In a statement the same day, Bishop
Dewane said the Senate version contains “many of the fundamental
defects” that appeared in the House-passed American Health Care Act
“and even further compounds them.”
“As is, the discussion
draft stands to cause disturbing damage to the human beings served by the
social safety net,” Bishop Dewane said. “It is precisely the
detrimental impact on the poor and vulnerable that makes the Senate draft
unacceptable as written.”
One part of the bill cuts the
federal government’s share of funding for Medicaid to 57 percent of its cost
over the next seven years. States have picked up the balance of the funding to
date.
Under the Affordable Care Act,
the government had guaranteed that its funding for adults newly eligible for
Medicaid would fall to no lower than 90 percent of their costs. Many states
expanded Medicaid coverage for all adults ages 18-65 with incomes up to 133
percent of the federal poverty level.
Bishop Dewane criticized the
“per-capita cap” on Medicaid funding, which would no longer be an
entitlement but have its own budget line item under the Better Care
Reconciliation Act. The effect, he said, “would provide even less to those
in need than the House bill. These changes will wreak havoc on low-income
families and struggling communities, and must not be supported.”
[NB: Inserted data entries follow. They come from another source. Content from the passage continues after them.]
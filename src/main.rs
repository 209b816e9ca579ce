use clap::{Arg, ArgAction, ArgMatches, Command};
use std::error::Error;
use std::path::{Path, PathBuf};
use std::sync::Arc;
use std::time::Duration;
use tokio_util::sync::CancellationToken;

use blobsync::fs::{FileSystem, LocalFileSystem};
use blobsync::logging::{self, info, warn};
use blobsync::progress::{format_size, ConsoleReporter, SyncReporter};
use blobsync::store::{BlobStore, DirStore};
use blobsync::types::ContainerId;
use blobsync::{Config, Differ, Executor, Scanner, SyncError};

enum Direction {
	Push,
	Pull,
}

#[tokio::main]
async fn main() -> Result<(), Box<dyn Error>> {
	logging::init_tracing();

	let matches = Command::new("blobsync")
		.version(env!("CARGO_PKG_VERSION"))
		.about("Directory <-> blob-store synchronizer")
		.subcommand_required(true)
		.arg(
			Arg::new("config")
				.short('c')
				.long("config")
				.value_name("FILE")
				.global(true)
				.help("Path to a TOML config file"),
		)
		.subcommand(
			sync_command("push").about("Upload local changes into the remote container"),
		)
		.subcommand(
			sync_command("pull").about("Download remote changes into the local directory"),
		)
		.subcommand(
			Command::new("list")
				.about("List the remote container inventory")
				.arg(store_arg())
				.arg(container_arg())
				.arg(scope_arg()),
		)
		.get_matches();

	match matches.subcommand() {
		Some(("push", sub)) => run_sync(Direction::Push, sub).await,
		Some(("pull", sub)) => run_sync(Direction::Pull, sub).await,
		Some(("list", sub)) => run_list(sub).await,
		_ => unreachable!("subcommand is required"),
	}
}

fn sync_command(name: &'static str) -> Command {
	Command::new(name)
		.arg(
			Arg::new("dir")
				.short('d')
				.long("dir")
				.value_name("DIR")
				.required(true)
				.help("Local directory to synchronize"),
		)
		.arg(store_arg())
		.arg(container_arg())
		.arg(scope_arg())
		.arg(
			Arg::new("workers")
				.short('w')
				.long("workers")
				.value_name("N")
				.help("Number of concurrent transfers"),
		)
		.arg(
			Arg::new("modtime")
				.long("modtime")
				.action(ArgAction::SetTrue)
				.help("Compare by modification time and size instead of content checksum"),
		)
		.arg(
			Arg::new("exclude")
				.long("exclude")
				.value_name("GLOB")
				.action(ArgAction::Append)
				.help("Exclude paths matching the glob (repeatable)"),
		)
		.arg(
			Arg::new("yes")
				.short('y')
				.long("yes")
				.action(ArgAction::SetTrue)
				.help("Skip the confirmation prompt"),
		)
}

fn store_arg() -> Arg {
	Arg::new("store")
		.long("store")
		.value_name("DIR")
		.required(true)
		.help("Root directory of the blob store")
}

fn container_arg() -> Arg {
	Arg::new("container")
		.long("container")
		.value_name("ID")
		.required(true)
		.help("Container id inside the store")
}

fn scope_arg() -> Arg {
	Arg::new("scope")
		.long("scope")
		.value_name("PREFIX")
		.help("Restrict the operation to a sub-tree")
}

fn load_config(matches: &ArgMatches) -> Result<Config, SyncError> {
	let mut config = Config::load(matches.get_one::<String>("config").map(Path::new))?;

	if let Some(workers) = matches.try_get_one::<String>("workers").ok().flatten() {
		config.workers = workers.parse().map_err(|_| SyncError::InvalidConfig {
			message: format!("--workers expects a number, got {:?}", workers),
		})?;
	}
	if matches.try_contains_id("modtime").unwrap_or(false) && matches.get_flag("modtime") {
		config.skip_checksum = true;
	}
	if let Some(scope) = matches.get_one::<String>("scope") {
		config.scope = Some(scope.clone());
	}
	if let Some(patterns) = matches.try_get_many::<String>("exclude").ok().flatten() {
		config.exclude_patterns.extend(patterns.cloned());
	}
	if matches.try_contains_id("yes").unwrap_or(false) && matches.get_flag("yes") {
		config.non_interactive = true;
	}

	Ok(config)
}

fn parse_container(matches: &ArgMatches) -> Result<ContainerId, SyncError> {
	let raw = matches
		.get_one::<String>("container")
		.ok_or_else(|| SyncError::InvalidConfig { message: "--container is required".into() })?;
	let id = raw.parse::<i64>().map_err(|_| SyncError::InvalidConfig {
		message: format!("--container expects a numeric id, got {:?}", raw),
	})?;
	Ok(ContainerId(id))
}

async fn run_sync(direction: Direction, matches: &ArgMatches) -> Result<(), Box<dyn Error>> {
	let config = load_config(matches)?;
	let container = parse_container(matches)?;
	let root = PathBuf::from(matches.get_one::<String>("dir").map(String::as_str).unwrap_or("."));
	let store_dir = matches
		.get_one::<String>("store")
		.ok_or_else(|| SyncError::InvalidConfig { message: "--store is required".into() })?;

	let fs: Arc<dyn FileSystem> = Arc::new(LocalFileSystem::new());
	let store: Arc<dyn BlobStore> = Arc::new(DirStore::new(store_dir));

	let scanner = Scanner::new(
		fs.clone(),
		store.clone(),
		config.scope.as_deref(),
		&config.exclude_patterns,
		config.hash_policy(),
	)?;

	info!("scanning...");
	let (local, remote) = scanner.scan_both(&root, container).await?;
	info!("{} local file(s), {} remote file(s)", local.len(), remote.len());

	let differ = Differ::new(config.hash_policy());
	let plan = match direction {
		Direction::Push => differ.diff_push(&local, &remote),
		Direction::Pull => differ.diff_pull(&local, &remote),
	};

	let reporter: Arc<dyn SyncReporter> = Arc::new(ConsoleReporter::new(config.non_interactive));
	let executor = Executor::new(fs, store, config.workers)
		.upload_attempts(config.upload_attempts)
		.download_attempts(config.download_attempts)
		.retry_base_delay(Duration::from_millis(config.retry_base_delay_ms))
		.with_reporter(reporter);

	let cancel = CancellationToken::new();
	let interrupt = cancel.clone();
	tokio::spawn(async move {
		if tokio::signal::ctrl_c().await.is_ok() {
			warn!("interrupt received, cancelling");
			interrupt.cancel();
		}
	});

	executor.execute(&plan, &root, container, &cancel).await?;
	info!("done");
	Ok(())
}

async fn run_list(matches: &ArgMatches) -> Result<(), Box<dyn Error>> {
	let config = load_config(matches)?;
	let container = parse_container(matches)?;
	let store_dir = matches
		.get_one::<String>("store")
		.ok_or_else(|| SyncError::InvalidConfig { message: "--store is required".into() })?;

	let fs: Arc<dyn FileSystem> = Arc::new(LocalFileSystem::new());
	let store: Arc<dyn BlobStore> = Arc::new(DirStore::new(store_dir));
	let scanner = Scanner::new(
		fs,
		store,
		config.scope.as_deref(),
		&config.exclude_patterns,
		config.hash_policy(),
	)?;

	let remote = scanner.scan_remote(container).await?;
	if remote.is_empty() {
		println!("no files in container {}", container);
		return Ok(());
	}

	for (path, file) in &remote {
		println!(
			"{:>10}  {:>12}  {}",
			format_size(file.logical_size()),
			file.meta.mod_time,
			path
		);
	}
	println!("{} file(s)", remote.len());
	Ok(())
}

// vim: ts=4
He indicated the Better Care
Reconciliation Act at least partially succeeds on conscience rights by
“fully applying the long-standing and widely supported Hyde Amendment
protections. Full Hyde protections are essential and must be included in the
final bill.”
However, the bishops “also
stressed the need to improve real access for immigrants in health care policy,
and this bill does not move the nation toward this goal,” Bishop Dewane
said in his June 22 statement.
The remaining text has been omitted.